Paper ID: 2501.04008

A Generative AI-driven Metadata Modelling Approach

Mayukh Bagchi

Since decades, the modelling of metadata has been core to the functioning of any academic library. Its importance has only enhanced with the increasing pervasiveness of Generative Artificial Intelligence (AI)-driven information activities and services which constitute a library's outreach. However, with the rising importance of metadata, there arose several outstanding problems with the process of designing a library metadata model impacting its reusability, crosswalk and interoperability with other metadata models. This paper posits that the above problems stem from an underlying thesis that there should only be a few core metadata models which would be necessary and sufficient for any information service using them, irrespective of the heterogeneity of intra-domain or inter-domain settings. To that end, this paper advances a contrary view of the above thesis and substantiates its argument in three key steps.

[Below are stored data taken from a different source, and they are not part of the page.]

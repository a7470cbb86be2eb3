//! Accelerometer sampling rates
//!
//! The host's accelerometer service delivers readings in batches. Each rate
//! pairs with a batch size that keeps redraws at roughly 10-25 per second.

use core::time::Duration;

use serde::{Deserialize, Serialize};

/// Accelerometer sampling rate
#[derive(Debug, Clone, Copy, PartialEq, Eq, Default, Serialize, Deserialize)]
pub enum SamplingRate {
    /// 10 Hz
    Hz10,
    /// 25 Hz
    #[default]
    Hz25,
    /// 50 Hz
    Hz50,
    /// 100 Hz (the sensor misbehaves here; never stepped into)
    Hz100,
}

impl SamplingRate {
    /// Next faster supported rate
    ///
    /// 50 Hz is the ceiling; 100 Hz is left as is.
    pub const fn increment(self) -> Self {
        match self {
            Self::Hz10 => Self::Hz25,
            Self::Hz25 => Self::Hz50,
            Self::Hz50 | Self::Hz100 => self,
        }
    }

    /// Next slower supported rate
    ///
    /// 10 Hz is the floor; 100 Hz is left as is.
    pub const fn decrement(self) -> Self {
        match self {
            Self::Hz50 => Self::Hz25,
            Self::Hz25 => Self::Hz10,
            Self::Hz10 | Self::Hz100 => self,
        }
    }

    /// Whether the rate can be selected from the config screen
    pub const fn is_supported(self) -> bool {
        !matches!(self, Self::Hz100)
    }

    /// Samples per second
    pub const fn hz(self) -> u32 {
        match self {
            Self::Hz10 => 10,
            Self::Hz25 => 25,
            Self::Hz50 => 50,
            Self::Hz100 => 100,
        }
    }

    /// Readings the accelerometer service batches into one update
    pub const fn samples_per_update(self) -> usize {
        match self {
            Self::Hz10 | Self::Hz25 => 1,
            Self::Hz50 => 2,
            Self::Hz100 => 4,
        }
    }

    /// Time between two readings
    pub const fn sample_interval(self) -> Duration {
        Duration::from_millis(1000 / self.hz() as u64)
    }

    /// Time between two batched updates
    pub const fn update_interval(self) -> Duration {
        Duration::from_millis(1000 * self.samples_per_update() as u64 / self.hz() as u64)
    }

    /// Rate text shown in the status label
    pub const fn label(self) -> &'static str {
        match self {
            Self::Hz10 => "10",
            Self::Hz25 => "25",
            Self::Hz50 => "50",
            Self::Hz100 => "100",
        }
    }
}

First, it introduces a novel way of thinking about a library metadata model as an ontology-driven composition of five functionally interlinked representation levels from perception to its intensional definition via properties. Second, it introduces the representational manifoldness implicit in each of the five levels which cumulatively contributes to a conceptually entangled library metadata model. Finally, and most importantly, it proposes a Generative AI-driven Human-Large Language Model (LLM) collaboration based metadata modelling approach to disentangle the entanglement inherent in each representation level leading to the generation of a conceptually disentangled metadata model. Throughout the paper, the arguments are exemplified by motivating scenarios and examples from representative libraries handling cancer information.

Submitted: Dec 13, 2024